§ WHAT YOU NEED TO DO
Your job is to copy every line in the material containing the word "bool".

### SUPPLIED RECORDS

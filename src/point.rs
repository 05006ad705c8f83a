// Copyright 2026 the simcurve Authors
// SPDX-License-Identifier: Apache-2.0 OR MIT

//! A 2D point.

use core::fmt;
use core::ops::{Add, Sub};

use crate::Vec2;

/// A 2D point.
#[derive(Clone, Copy, Default, PartialEq)]
#[cfg_attr(feature = "schemars", derive(schemars::JsonSchema))]
#[cfg_attr(feature = "serde", derive(serde::Serialize, serde::Deserialize))]
pub struct Point {
    /// The x coordinate.
    pub x: f64,
    /// The y coordinate.
    pub y: f64,
}

impl Point {
    /// Create a new `Point` with the provided `x` and `y` coordinates.
    #[inline]
    pub const fn new(x: f64, y: f64) -> Self {
        Point { x, y }
    }

    /// Convert this point into a `Vec2`.
    #[inline]
    pub const fn to_vec2(self) -> Vec2 {
        Vec2::new(self.x, self.y)
    }

    /// Euclidean distance.
    #[inline]
    pub fn distance(self, other: Point) -> f64 {
        (self - other).hypot()
    }

    /// Is this point finite?
    #[inline]
    pub fn is_finite(self) -> bool {
        self.x.is_finite() && self.y.is_finite()
    }

    /// Compare two points component-wise within `tolerance`.
    ///
    /// See [`approx_eq`](crate::common::approx_eq) for how the tolerance
    /// scales with magnitude.
    pub fn is_near(self, other: Point, tolerance: f64) -> bool {
        crate::common::approx_eq(self.x, other.x, tolerance)
            && crate::common::approx_eq(self.y, other.y, tolerance)
    }
}

impl From<(f64, f64)> for Point {
    #[inline]
    fn from(v: (f64, f64)) -> Point {
        Point { x: v.0, y: v.1 }
    }
}

impl From<Point> for (f64, f64) {
    #[inline]
    fn from(v: Point) -> (f64, f64) {
        (v.x, v.y)
    }
}

impl Add<Vec2> for Point {
    type Output = Point;

    #[inline]
    fn add(self, other: Vec2) -> Self {
        Point::new(self.x + other.x, self.y + other.y)
    }
}

impl Sub<Vec2> for Point {
    type Output = Point;

    #[inline]
    fn sub(self, other: Vec2) -> Self {
        Point::new(self.x - other.x, self.y - other.y)
    }
}

impl Sub<Point> for Point {
    type Output = Vec2;

    #[inline]
    fn sub(self, other: Point) -> Vec2 {
        Vec2::new(self.x - other.x, self.y - other.y)
    }
}

impl fmt::Debug for Point {
    fn fmt(&self, f: &mut fmt::Formatter<'_>) -> fmt::Result {
        write!(f, "({:?}, {:?})", self.x, self.y)
    }
}

impl fmt::Display for Point {
    fn fmt(&self, formatter: &mut fmt::Formatter<'_>) -> fmt::Result {
        write!(formatter, "(")?;
        fmt::Display::fmt(&self.x, formatter)?;
        write!(formatter, ", ")?;
        fmt::Display::fmt(&self.y, formatter)?;
        write!(formatter, ")")
    }
}

#[cfg(feature = "mint")]
impl From<Point> for mint::Point2<f64> {
    #[inline]
    fn from(p: Point) -> mint::Point2<f64> {
        mint::Point2 { x: p.x, y: p.y }
    }
}

#[cfg(feature = "mint")]
impl From<mint::Point2<f64>> for Point {
    #[inline]
    fn from(p: mint::Point2<f64>) -> Point {
        Point { x: p.x, y: p.y }
    }
}

#[cfg(test)]
mod tests {
    use super::*;

    #[test]
    fn point_arithmetic() {
        assert_eq!(
            Point::new(0., 0.) - Vec2::new(10., 0.),
            Point::new(-10., 0.)
        );
        assert_eq!(
            Point::new(0., 0.) - Point::new(-5., 101.),
            Vec2::new(5., -101.)
        );
        assert_eq!(Point::new(1., 2.) + Vec2::new(3., -4.), Point::new(4., -2.));
    }

    #[test]
    fn distance() {
        let p1 = Point::new(0., 10.);
        let p2 = Point::new(0., 5.);
        assert_eq!(p1.distance(p2), 5.);

        let p1 = Point::new(-11., 1.);
        let p2 = Point::new(-7., -2.);
        assert_eq!(p1.distance(p2), 5.);
    }

    #[test]
    fn is_near() {
        assert!(Point::new(1.0, 2.0).is_near(Point::new(1.0 + 1e-9, 2.0), 1e-6));
        assert!(!Point::new(1.0, 2.0).is_near(Point::new(1.0, 2.1), 1e-6));
    }

    #[test]
    fn display() {
        let p = Point::new(0.12345, 9.87654);
        assert_eq!(format!("{p}"), "(0.12345, 9.87654)");

        let p = Point::new(0.12345, 9.87654);
        assert_eq!(format!("{p:.2}"), "(0.12, 9.88)");
    }
}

######

§ OUTPUT FOR THIS EXERCISE
    pub fn is_finite(self) -> bool {
    pub fn is_near(self, other: Point, tolerance: f64) -> bool {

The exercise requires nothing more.